Funny you ask because I’m here to get you in the loop with what’s going on in the research & what it means for you.

Ready? Set? Let’s go.


Is it pain? Is it swelling? Does it hurt? Is inflammation bad?

According to Harvard Health, inflammation is your body’s protective response to an injury or harm. Inflammation can happen from physical, chemical, and or biological aspects. Classic signs of inflammation are redness, heat, swelling, pain, and loss of tissue function.

Inflammation can either be A) acute or B) chronic.

You’ve probably heard about acute inflammation, which occurs when you scrape your knee or get a papercut on your finger. Thanks to our immune system, white blood cells are sent out and immediately surround and protect the injured area - creating redness and swelling. Without acute inflammation, your small injury or cut could be deadly.  

As for chronic inflammation, it’s a long-term and potentially slow inflammation lasting for prolonged periods of time. In general, chronic inflammation varies with the extent of the injury as well as how quickly the body can approach, repair, and overcome the injury.

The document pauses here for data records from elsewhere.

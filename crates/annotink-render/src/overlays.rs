//! Guides and overlays drawn on top of the shapes.

use crate::painter::{pen_width, to_color};
use crate::surface::{FrameImage, Surface};
use annotink_core::canvas::Canvas;
use annotink_core::geometry::clamp_to_rect;
use annotink_core::prompt::PromptLabel;
use annotink_core::tracking::TrackingState;
use annotink_core::trajectory::TrajectoryPath;
use kurbo::{Affine, Cap, Point, Rect, Stroke};
use peniko::Color;

const FOREGROUND_POINT: Color = Color::from_rgb8(0x19, 0xEB, 0x25);
const BACKGROUND_POINT: Color = Color::from_rgb8(0xFF, 0x00, 0x00);
const RECT_IN_PROGRESS: Color = Color::from_rgb8(0xFF, 0x00, 0x00);
const PROMPT_RECT: Color = Color::from_rgb8(0x2D, 0x7C, 0xFA);
const TRACKING_AREA: Color = Color::from_rgb8(0xFF, 0x00, 0x00);
const OVERLAY_OPACITY: f32 = 0.8;

/// Radius of the black markers along a trajectory, in image pixels.
const TRAJECTORY_DOT_RADIUS: f64 = 3.0;

/// Dashed guides through the pointer across the whole image.
pub fn paint_crosshair<S: Surface + ?Sized>(
    surface: &mut S,
    transform: Affine,
    canvas: &Canvas,
    color: Color,
) {
    let scale = canvas.viewport().scale;
    let size = canvas.viewport().image_size;
    let pointer = canvas.pointer();
    let width = pen_width(scale);
    let stroke = Stroke::new(width).with_dashes(0.0, [4.0 * width, 2.0 * width]);
    let color = color.multiply_alpha(0.5);
    surface.stroke_line(
        transform,
        &stroke,
        color,
        Point::new(pointer.x, 0.0),
        Point::new(pointer.x, size.height),
    );
    surface.stroke_line(
        transform,
        &stroke,
        color,
        Point::new(0.0, pointer.y),
        Point::new(size.width, pointer.y),
    );
}

/// Box from the first prompt corner to the pointer.
pub fn paint_rect_in_progress<S: Surface + ?Sized>(
    surface: &mut S,
    transform: Affine,
    canvas: &Canvas,
    corner: Point,
) {
    let pointer = clamp_to_rect(canvas.pointer(), canvas.image_rect());
    let stroke = Stroke::new(2.0 * pen_width(canvas.viewport().scale));
    surface.stroke_rect(
        transform,
        &stroke,
        RECT_IN_PROGRESS.multiply_alpha(OVERLAY_OPACITY),
        Rect::from_points(corner, pointer),
    );
}

/// Prompt points: green for foreground, red for background.
pub fn paint_prompt_points<S: Surface + ?Sized>(surface: &mut S, transform: Affine, canvas: &Canvas) {
    let diameter = 5.0 * pen_width(canvas.viewport().scale);
    for point in canvas.ai_prompt().points() {
        let color = match point.label {
            PromptLabel::Foreground => FOREGROUND_POINT,
            PromptLabel::Background => BACKGROUND_POINT,
        };
        surface.fill_ellipse(
            transform,
            color.multiply_alpha(OVERLAY_OPACITY),
            point.position,
            diameter / 2.0,
        );
    }
}

/// The committed prompt box.
pub fn paint_prompt_rect<S: Surface + ?Sized>(
    surface: &mut S,
    transform: Affine,
    canvas: &Canvas,
    rect: Rect,
) {
    let stroke = Stroke::new(2.0 * pen_width(canvas.viewport().scale));
    surface.stroke_rect(
        transform,
        &stroke,
        PROMPT_RECT.multiply_alpha(OVERLAY_OPACITY),
        rect,
    );
}

/// Tracking area: a faint fill plus an outline. While drawing, the outline runs open to
/// the pointer.
pub fn paint_tracking_area<S: Surface + ?Sized>(surface: &mut S, transform: Affine, canvas: &Canvas) {
    let area = canvas.tracking_area();
    if area.state() == TrackingState::None || area.polygon().is_empty() {
        return;
    }
    let drawing = area.state() == TrackingState::Drawing;
    let mut points = area.polygon().to_vec();
    if drawing {
        points.push(canvas.pointer());
    }
    let stroke = Stroke::new(2.0 * pen_width(canvas.viewport().scale));
    surface.fill_polygon(transform, TRACKING_AREA.multiply_alpha(0.1), &points);
    surface.stroke_polyline(
        transform,
        &stroke,
        TRACKING_AREA.multiply_alpha(0.7),
        &points,
        !drawing,
    );
}

/// One track's trail and its frame markers.
pub fn paint_trajectory<S: Surface + ?Sized>(
    surface: &mut S,
    transform: Affine,
    path: &TrajectoryPath,
) {
    let color = to_color(path.color);
    for segment in &path.segments {
        let stroke = Stroke::new(segment.width).with_caps(Cap::Round);
        surface.stroke_line(transform, &stroke, color, segment.from, segment.to);
    }
    for dot in &path.dots {
        surface.fill_ellipse(transform, Color::BLACK, *dot, TRAJECTORY_DOT_RADIUS);
    }
}

/// Busy overlay: scrim, a spinner above the centre and the status text.
pub fn paint_loading<S: Surface + ?Sized>(
    surface: &mut S,
    transform: Affine,
    canvas: &Canvas,
    image: Option<&FrameImage>,
) {
    let size = canvas.viewport().image_size;
    let bounds = Rect::from_origin_size(Point::ZERO, size);
    if let Some(image) = image {
        surface.draw_image(transform, image);
    }
    surface.fill_rect(transform, Color::from_rgba8(0, 0, 0, 100), bounds);

    let loading = canvas.loading();
    let spinner = transform
        * Affine::translate((size.width / 2.0, size.height / 2.0 - 50.0))
        * Affine::rotate(loading.angle.to_radians());
    let stroke = Stroke::new(1.0);
    surface.stroke_ellipse(spinner, &stroke, Color::WHITE, Point::ZERO, 20.0);
    surface.stroke_line(
        spinner,
        &stroke,
        Color::WHITE,
        Point::ZERO,
        Point::new(0.0, -20.0),
    );

    let font_size = if size.width > 0.0 {
        size.width / 50.0
    } else {
        20.0
    };
    surface.draw_text(transform, &loading.text, bounds, font_size, Color::WHITE);
}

Something happens to you - instantly, within seconds, the inflammatory response team comes to the rescue! The inflammatory response consists of proinflammatory cytokines. The most common proinflammatory cytokines are Interleukin-1 (IL-1), Interleukin-6 (IL-6), and tumor necrosis factor-alpha (TNF-a). These cytokines regulate, modify, recruit, and induce production of cells to ensure the intruder (aka inflammation) is addressed and handled. Think of these cytokines as being the balance between initiation and resolution of inflammation, like the middle man. 

So how does CBD oil help inflammation?


In the European Journal of Pharmacology, published in 2007, Costa and colleagues discussed the effects of cannabidiol on inflammatory and pain in rats. The rats were randomized into either a cannabidiol treatment group or a sham treatment group. The cannabidiol treatment group were given a daily oral treatment of cannabidiol after injury. 

In the cannabidiol treatment group. there were reductions in over-activity of glutathione-related enzymes, nitric oxide (NO), lipid peroxide, and prostaglandin E2 (PGE2). So what does this mean? What’s prostaglandin? 

The cannabidiol’s activity was associated with significant reductions in mediators (listed above) with pain and inflammation compared to the sham group of rats. Cool right?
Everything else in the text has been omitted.